Экклстоун же предложил – и до сих пор продолжает настаивать на этой идее – позволить командам приобретать у других команд полностью готовые автомобили. Это привело бы к появлению команд-потребителей и команд-исполнителей и стало бы катастрофой для независимых команд вроде «Уильямс». Представьте себе, что вы замыкаете пятерку лучших бегунов планеты, как вдруг кому-то приходит в голову клонировать Усэйна Болта, и теперь он и его клоны выступают сразу за несколько стран. Для вас это означает конец карьеры: вы потеряете свое место в рейтинге, все спонсоры переметнутся к Болту и его клонам. В «Формуле-1» автомобиль значит все. Взгляните, каких результатов за свою карьеру добивался Фернандо Алонсо, поистине Усэйн Болт своего вида спорта. Он дважды становился чемпионом мира и четыре раза оказывался в тройке лучших. Но случалось и так, что он приходил к финишу с совсем другими результатами в те сезоны, когда его болид оказывался несовершенным с технической точки зрения. В 2015-м и 2016-м Алонсо тащился в хвосте, но посади его сегодня в Mercedes, и он смог бы вновь побороться за титул чемпиона.

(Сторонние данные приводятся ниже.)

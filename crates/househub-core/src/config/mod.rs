//! Application configuration schemas.
//!
//! All configuration structs are deserialized via the `config` crate from
//! optional TOML files and `HOUSEHUB__`-prefixed environment variables.
//! Every section falls back to its defaults when absent.

pub mod app;
pub mod logging;
pub mod session;
pub mod storage;

use serde::{Deserialize, Serialize};

use self::app::ServerConfig;
use self::logging::LoggingConfig;
use self::session::SessionConfig;
use self::storage::StorageConfig;

use crate::error::AppError;

/// Root application configuration.
#[derive(Debug, Clone, Default, Serialize, Deserialize)]
pub struct AppConfig {
    /// HTTP server settings.
    #[serde(default)]
    pub server: ServerConfig,
    /// Dataset and frontend locations.
    #[serde(default)]
    pub storage: StorageConfig,
    /// Session cookie settings.
    #[serde(default)]
    pub session: SessionConfig,
    /// Logging settings.
    #[serde(default)]
    pub logging: LoggingConfig,
}

impl AppConfig {
    /// Load configuration for the given environment name.
    ///
    /// Merges `config/default.toml`, `config/{env}.toml` and environment
    /// variables prefixed with `HOUSEHUB__`. A plain `PORT` variable wins
    /// over everything else for the listen port.
    pub fn load(env: &str) -> Result<Self, AppError> {
        Self::load_with_port(env, std::env::var("PORT").ok())
    }

    /// Same as [`AppConfig::load`] with an explicit port override.
    pub fn load_with_port(env: &str, port_override: Option<String>) -> Result<Self, AppError> {
        let config = config::Config::builder()
            .add_source(config::File::with_name("config/default").required(false))
            .add_source(config::File::with_name(&format!("config/{env}")).required(false))
            .add_source(
                config::Environment::with_prefix("HOUSEHUB")
                    .prefix_separator("__")
                    .separator("__")
                    .try_parsing(true),
            )
            .set_override_option("server.port", port_override)?
            .build()
            .map_err(|e| AppError::configuration(format!("Failed to build config: {e}")))?;

        config
            .try_deserialize()
            .map_err(|e| AppError::configuration(format!("Failed to deserialize config: {e}")))
    }
}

В общем, «Уильямс» переживала непростые времена, и тогда я предложил разумный выход из положения, который укрепил бы команду финансово, а также сделал распределение прибыли от гонок более честным. Моя стратегия основывалась на следующем. Во-первых, мы должны были выплатить все свои долги и диверсифицировать источники дохода, тем самым упрочив свое финансовое положение. Также мы должны были компенсировать свои неудачи на треке, став такой командой, с которой компании-спонсоры захотели бы ассоциировать свой бренд. Для этого, например, мы могли стать пионерами в области гибридных технологий, повысить управленческие стандарты и пригласить больше женщин на ключевые посты в руководстве. Во-вторых, нам предстояло изменить всю структуру гоночной индустрии. Это означало, что в ней должно присутствовать меньше компаний-автопроизводителей, прибыль должна распределяться равномернее, а затраты следует ограничить. Это также подразумевало, что команды не должны получить возможность покупать болиды у других команд. Наконец, нам предстояло улучшить собственные технические возможности.